He comes as one who loves us. When he is among his people they feast – though they’ll mourn and fast in his absence.

The image here isn’t Jesus the husband to individuals – that could be icky for some of us – but of the husband to a people, to his people the church. A people gathered from all nations of the world, from all classes and backgrounds, populated above all by the tax collector, the sinner, those who know they need Jesus. This is the church – a people who have tasted the goodness of Jesus – who love nothing more than him.

He loves this people. He loves this people with his life.

When he speaks of the sad days of his departure he is referring to his death – the climax of Mark’s account of Jesus’ life – casting its shadow over the whole book. A day when he will stand under the curse that we deserve and open the way for us to come to God.

In his death he gives himself for us to give himself to us. To bring forgiveness, and welcome and life itself. He goes to his death and returns, resurrected from the dead three days later. After that he departed again to return to his Father, sending the third person of the Triune God – The Holy Spirit – to live within his people until his final return, on a day called “the wedding supper of the Lamb”.

I have a colleague getting married in three weeks and you can't shut her up about it. And you wouldn't want to. So too the Christian, longs and yearns and aches for the day when with all God's people they'll be with the bridegroom.

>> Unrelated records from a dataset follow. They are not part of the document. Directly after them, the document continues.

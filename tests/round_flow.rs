mod common;

use std::collections::HashMap;
use std::time::Duration;

use common::Harness;
use pairs::config::Preferences;
use pairs::game::{
    BoardSize, BonusScore, GameController, GameError, GameEvent, ImageId, RoundPhase, ScorePolicy,
    TileId, TileStatus, Timing, TimingError, Wakeup,
};

const MATCH_DELAY: Duration = Duration::from_millis(500);
const FLIP_DURATION: Duration = Duration::from_millis(3000);

fn status(h: &Harness, tile: TileId) -> TileStatus {
    h.game.board().tile(tile).map(|t| t.status()).unwrap()
}

fn play_perfect_round(h: &mut Harness) {
    for (a, b) in h.pairs() {
        h.click(a);
        h.click(b);
        h.advance(MATCH_DELAY);
    }
}

#[test]
fn fresh_boards_hold_every_image_twice() {
    for size in BoardSize::ALL {
        let mut h = Harness::new(size);
        h.start();

        let tiles = h.game.board().tiles();
        assert_eq!(tiles.len(), size.tile_count());
        let mut counts: HashMap<&ImageId, usize> = HashMap::new();
        for tile in tiles {
            *counts.entry(tile.image()).or_default() += 1;
            assert_eq!(tile.status(), TileStatus::Hidden);
        }
        assert_eq!(counts.len(), size.pair_count());
        assert!(counts.values().all(|&n| n == 2));
    }
}

#[test]
fn seeds_change_the_layout() {
    let layout = |seed: u64| {
        let mut h = Harness::with_controller(BoardSize::Six, |g| g.with_seed(seed));
        h.start();
        h.game
            .board()
            .tiles()
            .iter()
            .map(|t| t.image().clone())
            .collect::<Vec<_>>()
    };
    let first = layout(1);
    let second = layout(2);
    assert_ne!(first, second);

    let mut a = first.clone();
    let mut b = second.clone();
    a.sort();
    b.sort();
    assert_eq!(a, b);
}

#[test]
fn matching_pair_counts_one_move_then_settles() {
    let mut h = Harness::new(BoardSize::Four);
    h.start();
    let (a, b) = h.pairs()[0];

    h.click(a);
    h.click(b);
    assert_eq!(h.game.moves(), 1);
    assert_eq!(h.game.matches(), 0);
    assert!(h.game.is_processing());

    h.advance(MATCH_DELAY - Duration::from_millis(1));
    assert_eq!(status(&h, a), TileStatus::Flipped);

    h.advance(Duration::from_millis(1));
    assert_eq!(status(&h, a), TileStatus::Matched);
    assert_eq!(status(&h, b), TileStatus::Matched);
    assert_eq!(h.game.matches(), 1);
    assert!(h.game.selection().is_empty());
    assert!(!h.game.is_processing());
}

#[test]
fn mismatch_hides_after_the_full_countdown() {
    let mut h = Harness::new(BoardSize::Four);
    h.start();
    let (a, b) = h.mismatch();

    h.click(a);
    h.click(b);
    assert_eq!(h.game.moves(), 1);
    assert!(h.game.flip_timer().is_running());

    h.advance(FLIP_DURATION - Duration::from_millis(100));
    assert_eq!(status(&h, a), TileStatus::Flipped);
    assert_eq!(status(&h, b), TileStatus::Flipped);

    h.advance(Duration::from_millis(100));
    assert_eq!(status(&h, a), TileStatus::Hidden);
    assert_eq!(status(&h, b), TileStatus::Hidden);
    assert!(h.game.selection().is_empty());
    assert!(!h.game.is_processing());
    assert_eq!(h.game.moves(), 1);
}

#[test]
fn third_click_while_resolving_changes_nothing() {
    let mut h = Harness::new(BoardSize::Four);
    h.start();
    let (a, b) = h.mismatch();
    let third = h.pairs()[2].0;

    h.click(a);
    h.click(b);
    let before: Vec<TileStatus> = h.game.board().tiles().iter().map(|t| t.status()).collect();
    h.click(third);
    let after: Vec<TileStatus> = h.game.board().tiles().iter().map(|t| t.status()).collect();

    assert_eq!(before, after);
    assert_eq!(h.game.selection(), &[a, b]);
}

#[test]
fn reclicking_a_single_flip_cancels_it() {
    let mut h = Harness::new(BoardSize::Four);
    h.start();
    let (a, _) = h.pairs()[0];

    h.click(a);
    assert_eq!(status(&h, a), TileStatus::Flipped);
    h.click(a);

    assert_eq!(status(&h, a), TileStatus::Hidden);
    assert!(h.game.selection().is_empty());
    assert_eq!(h.game.moves(), 0);
}

#[test]
fn clicking_elsewhere_drops_only_an_unresolved_flip() {
    let mut h = Harness::new(BoardSize::Four);
    h.start();
    let (a, b) = h.mismatch();

    h.click(a);
    h.click_elsewhere();
    assert_eq!(status(&h, a), TileStatus::Hidden);
    assert_eq!(h.game.moves(), 0);

    h.click(a);
    h.click(b);
    h.click_elsewhere();
    assert_eq!(status(&h, a), TileStatus::Flipped);
    assert_eq!(status(&h, b), TileStatus::Flipped);
}

#[test]
fn at_most_two_tiles_are_ever_face_up() {
    let mut h = Harness::new(BoardSize::Four);
    h.start();
    let count = BoardSize::Four.tile_count();

    for step in 0..400 {
        h.click(TileId((step * 7) % count));
        h.advance(Duration::from_millis(150));
        let flipped = h.game.board().flipped_count();
        assert!(flipped <= 2, "step {step}: {flipped} tiles face up");
        assert_eq!(flipped, h.game.selection().len());
        if h.game.phase() == RoundPhase::Complete {
            break;
        }
    }
}

#[test]
fn full_round_completes_and_records_once() {
    let mut h = Harness::new(BoardSize::Four);
    h.start();
    play_perfect_round(&mut h);

    assert!(h.game.board().all_matched());
    assert_eq!(h.game.phase(), RoundPhase::Complete);
    assert_eq!(h.game.moves(), 8);
    assert_eq!(h.round_completions(), 1);

    h.advance(Duration::from_secs(10));
    h.click(TileId(0));
    assert_eq!(h.round_completions(), 1);

    let recorded = h.recorder.recorded();
    assert_eq!(recorded.len(), 1);
    assert_eq!(recorded[0].moves, 8);
    assert_eq!(recorded[0].elapsed, MATCH_DELAY * 8);
    assert_eq!(recorded[0].board_size, BoardSize::Four);
}

#[test]
fn session_clock_ticks_while_playing() {
    let mut h = Harness::new(BoardSize::Four);
    h.start();
    h.drain_events();

    h.advance(Duration::from_millis(2500));
    let ticks: Vec<Duration> = h
        .drain_events()
        .into_iter()
        .filter_map(|e| match e {
            GameEvent::SessionTick { elapsed } => Some(elapsed),
            _ => None,
        })
        .collect();
    assert_eq!(ticks, vec![Duration::from_secs(1), Duration::from_secs(2)]);
}

#[test]
fn reset_discards_a_running_countdown() {
    let mut h = Harness::new(BoardSize::Four);
    h.start();
    let (a, b) = h.mismatch();
    h.click(a);
    h.click(b);
    h.advance(Duration::from_secs(1));
    assert!(h.pending_wakeups().any(|w| matches!(w, Wakeup::FlipTick(_))));

    h.reset();
    h.start();
    let fresh = h.pairs()[0].0;
    h.click(fresh);

    h.advance(FLIP_DURATION);
    assert_eq!(status(&h, fresh), TileStatus::Flipped);
    assert_eq!(h.game.selection(), &[fresh]);
    assert_eq!(h.game.moves(), 0);
}

#[test]
fn reset_discards_a_pending_match() {
    let mut h = Harness::new(BoardSize::Four);
    h.start();
    let (a, b) = h.pairs()[0];
    h.click(a);
    h.click(b);

    h.reset();
    h.start();
    let (x, y) = h.mismatch();
    h.click(x);
    h.click(y);

    h.advance(MATCH_DELAY);
    assert_eq!(h.game.matches(), 0);
    assert_eq!(status(&h, x), TileStatus::Flipped);
    assert_eq!(status(&h, y), TileStatus::Flipped);
    assert_eq!(h.game.board().matched_count(), 0);
}

#[test]
fn slower_rounds_with_more_moves_score_lower() {
    let mut quick = Harness::new(BoardSize::Four);
    quick.start();
    play_perfect_round(&mut quick);

    let mut slow = Harness::new(BoardSize::Four);
    slow.start();
    for _ in 0..2 {
        let (a, b) = slow.mismatch();
        slow.click(a);
        slow.click(b);
        slow.advance(FLIP_DURATION);
    }
    play_perfect_round(&mut slow);

    let quick = quick.recorder.recorded();
    let slow = slow.recorder.recorded();
    assert_eq!(slow[0].moves, 10);
    assert!(slow[0].elapsed > quick[0].elapsed);
    assert!(slow[0].score < quick[0].score);
}

#[test]
fn score_policy_is_replaceable() {
    let mut h = Harness::with_controller(BoardSize::Four, |g| g.with_score_policy(BonusScore));
    h.start();
    play_perfect_round(&mut h);

    let summary = &h.recorder.recorded()[0];
    let expected = BonusScore.score(BoardSize::Four, summary.moves, summary.elapsed);
    assert_eq!(summary.score, expected);
}

#[test]
fn shorter_countdown_resolves_sooner() {
    let timing = Timing {
        flip_duration: Duration::from_millis(1000),
        match_delay: Duration::from_millis(200),
        ..Timing::default()
    };
    let mut h = Harness::with_controller(BoardSize::Four, |g| g.with_timing(timing).unwrap());
    h.start();
    let (a, b) = h.mismatch();
    h.click(a);
    h.click(b);

    h.advance(Duration::from_millis(900));
    assert_eq!(status(&h, a), TileStatus::Flipped);
    h.advance(Duration::from_millis(100));
    assert_eq!(status(&h, a), TileStatus::Hidden);
    assert!(!h.game.is_processing());
}

#[test]
fn stalled_countdowns_are_refused() {
    let recorder = std::sync::Arc::new(common::MemoryRecorder::default());
    let game = GameController::new(Preferences::default(), recorder);
    let timing = Timing {
        flip_tick: Duration::ZERO,
        ..Timing::default()
    };
    assert!(matches!(
        game.with_timing(timing),
        Err(GameError::InvalidTiming(TimingError::ZeroTick("flip")))
    ));
}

Jesus the bridegroom is not about religion. Jesus the bridegroom gives himself to give forgiveness Jesus the bridegroom welcomes sinners to come and eat with him. Jesus the bridegroom gives himself to us, for what is the groom without his bride - and what could the bride desire more than to be with his bride.

2 comments:

  1. I love this sentence:

    "In his death he gives himself for us to give himself to us."

    I'm gonna steal it. Try and stop me!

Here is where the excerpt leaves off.